Para el estudio, las investigadoras del CSIC reprodujeron una práctica muy habitual en los hogares. Se trata de guardar el pescado fresco en la nevera o en el congelador en bandejas, papel film o bolsas de plástico.
Sobre esos envases analizaron 49 sustancias químicas. Comprobaron que algunas de ellas pueden llegar a transferirse por completo al pescado.
Entre esas sustancias está el bisfenol A, un compuesto que hoy en día está prohibido para los usos en envases en contacto con alimentos. En el estudio se observó su migración al pescado, con el consiguiente riesgo para la salud humana.
Los efectos asociados a este compuesto son diversos. Según se ha explicado, puede producir efectos en la reproducción, problemas cardiovasculares, problemas de hiperactividad o falta de atención en los niños y, además, está relacionado con el cáncer de mama y de próstata.
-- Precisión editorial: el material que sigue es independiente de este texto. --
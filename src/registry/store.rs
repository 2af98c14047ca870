//! Persistence boundary.
//!
//! The relational store is an external collaborator; this trait is its full
//! contract. Records cross the boundary as JSON documents keyed by the
//! store-assigned id, mirroring a generic table/row access layer.

use std::collections::{BTreeMap, HashMap};
use std::sync::Mutex;
use std::sync::atomic::{AtomicU64, Ordering};

use async_trait::async_trait;
use serde_json::Value;
use thiserror::Error;

use super::types::{EntityId, EntityKind};

/// Errors from the persistence boundary.
///
/// Any error here means the enclosing operation must abort: the in-memory
/// registry is only updated after the store write succeeded.
#[derive(Debug, Error)]
pub enum StoreError {
    /// No record with this id in the given table.
    #[error("{kind} record {id} not found")]
    NotFound { kind: EntityKind, id: EntityId },

    /// Backend failure (connection, constraint, serialization on the far side).
    #[error("store backend error: {0}")]
    Backend(String),
}

/// Contract of the persistent store.
///
/// Implementations assign ids on `insert` and must materialise the assigned
/// id into the stored record's `id` field so that `load` round-trips.
#[async_trait]
pub trait Store: Send + Sync + 'static {
    /// Fetch every record of a kind, keyed by id. Called once at startup.
    async fn load(&self, kind: EntityKind) -> Result<Vec<(EntityId, Value)>, StoreError>;

    /// Insert a record and return the assigned id.
    async fn insert(&self, kind: EntityKind, record: Value) -> Result<EntityId, StoreError>;

    /// Replace the record with the given id.
    async fn update(&self, kind: EntityKind, id: EntityId, record: Value)
    -> Result<(), StoreError>;

    /// Delete the record with the given id.
    async fn remove(&self, kind: EntityKind, id: EntityId) -> Result<(), StoreError>;
}

/// In-process store with monotonically assigned ids.
///
/// Default backing for the binary and for tests; a relational implementation
/// lives outside this crate behind the same trait.
#[derive(Debug, Default)]
pub struct MemStore {
    tables: Mutex<HashMap<EntityKind, BTreeMap<EntityId, Value>>>,
    next_id: AtomicU64,
}

impl MemStore {
    pub fn new() -> Self {
        Self {
            tables: Mutex::new(HashMap::new()),
            next_id: AtomicU64::new(0),
        }
    }

    fn with_tables<R>(
        &self,
        f: impl FnOnce(&mut HashMap<EntityKind, BTreeMap<EntityId, Value>>) -> R,
    ) -> Result<R, StoreError> {
        let mut tables = self
            .tables
            .lock()
            .map_err(|_| StoreError::Backend("store mutex poisoned".to_string()))?;
        Ok(f(&mut tables))
    }
}

#[async_trait]
impl Store for MemStore {
    async fn load(&self, kind: EntityKind) -> Result<Vec<(EntityId, Value)>, StoreError> {
        self.with_tables(|tables| {
            tables
                .get(&kind)
                .map(|rows| rows.iter().map(|(id, v)| (*id, v.clone())).collect())
                .unwrap_or_default()
        })
    }

    async fn insert(&self, kind: EntityKind, mut record: Value) -> Result<EntityId, StoreError> {
        let id = self.next_id.fetch_add(1, Ordering::Relaxed) + 1;
        if let Some(object) = record.as_object_mut() {
            object.insert("id".to_string(), Value::from(id));
        }
        self.with_tables(|tables| {
            tables.entry(kind).or_default().insert(id, record);
        })?;
        Ok(id)
    }

    async fn update(
        &self,
        kind: EntityKind,
        id: EntityId,
        record: Value,
    ) -> Result<(), StoreError> {
        self.with_tables(|tables| {
            let rows = tables.entry(kind).or_default();
            if let std::collections::btree_map::Entry::Occupied(mut entry) = rows.entry(id) {
                entry.insert(record);
                Ok(())
            } else {
                Err(StoreError::NotFound { kind, id })
            }
        })?
    }

    async fn remove(&self, kind: EntityKind, id: EntityId) -> Result<(), StoreError> {
        self.with_tables(|tables| {
            tables
                .entry(kind)
                .or_default()
                .remove(&id)
                .map(|_| ())
                .ok_or(StoreError::NotFound { kind, id })
        })?
    }
}

#[cfg(test)]
mod tests {
    use super::*;
    use serde_json::json;

    #[tokio::test]
    async fn test_insert_assigns_and_materialises_id() {
        let store = MemStore::new();
        let id = store
            .insert(EntityKind::Credential, json!({"name": "a"}))
            .await
            .unwrap();
        assert_eq!(id, 1);

        let rows = store.load(EntityKind::Credential).await.unwrap();
        assert_eq!(rows.len(), 1);
        assert_eq!(rows[0].1["id"], json!(1));
    }

    #[tokio::test]
    async fn test_ids_monotonic_across_kinds() {
        let store = MemStore::new();
        let a = store.insert(EntityKind::Device, json!({})).await.unwrap();
        let b = store.insert(EntityKind::Metric, json!({})).await.unwrap();
        assert!(b > a);
    }

    #[tokio::test]
    async fn test_update_missing_is_not_found() {
        let store = MemStore::new();
        let err = store
            .update(EntityKind::Discovery, 42, json!({}))
            .await
            .unwrap_err();
        assert!(matches!(
            err,
            StoreError::NotFound {
                kind: EntityKind::Discovery,
                id: 42
            }
        ));
    }

    #[tokio::test]
    async fn test_remove_roundtrip() {
        let store = MemStore::new();
        let id = store.insert(EntityKind::Device, json!({})).await.unwrap();
        store.remove(EntityKind::Device, id).await.unwrap();
        assert!(store.load(EntityKind::Device).await.unwrap().is_empty());
        assert!(store.remove(EntityKind::Device, id).await.is_err());
    }
}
Los bebés y los niños son los más vulnerables al bisfenol A. Como tienen menos peso corporal, una misma cantidad representa una dosis mucho más alta para su organismo. La Unión Europea prohibió el bisfenol A en 2025 en los materiales en contacto con alimentos, aunque algunos fabricantes disponen de plazos de adaptación que se alargan hasta 2028.
El estudio también aporta una pauta práctica: cuanto más tiempo está el pescado en contacto con el envase, más contaminantes pasan. Para evitarlo, se recomienda congelar los alimentos en recipientes de vidrio o en bolsas de tela. Las autoras concluyen que hay que revisar con más atención los materiales que se usan para conservar alimentos, sobre todo los congelados, y reclaman ampliar la investigación a otros productos como los lácteos y las carnes.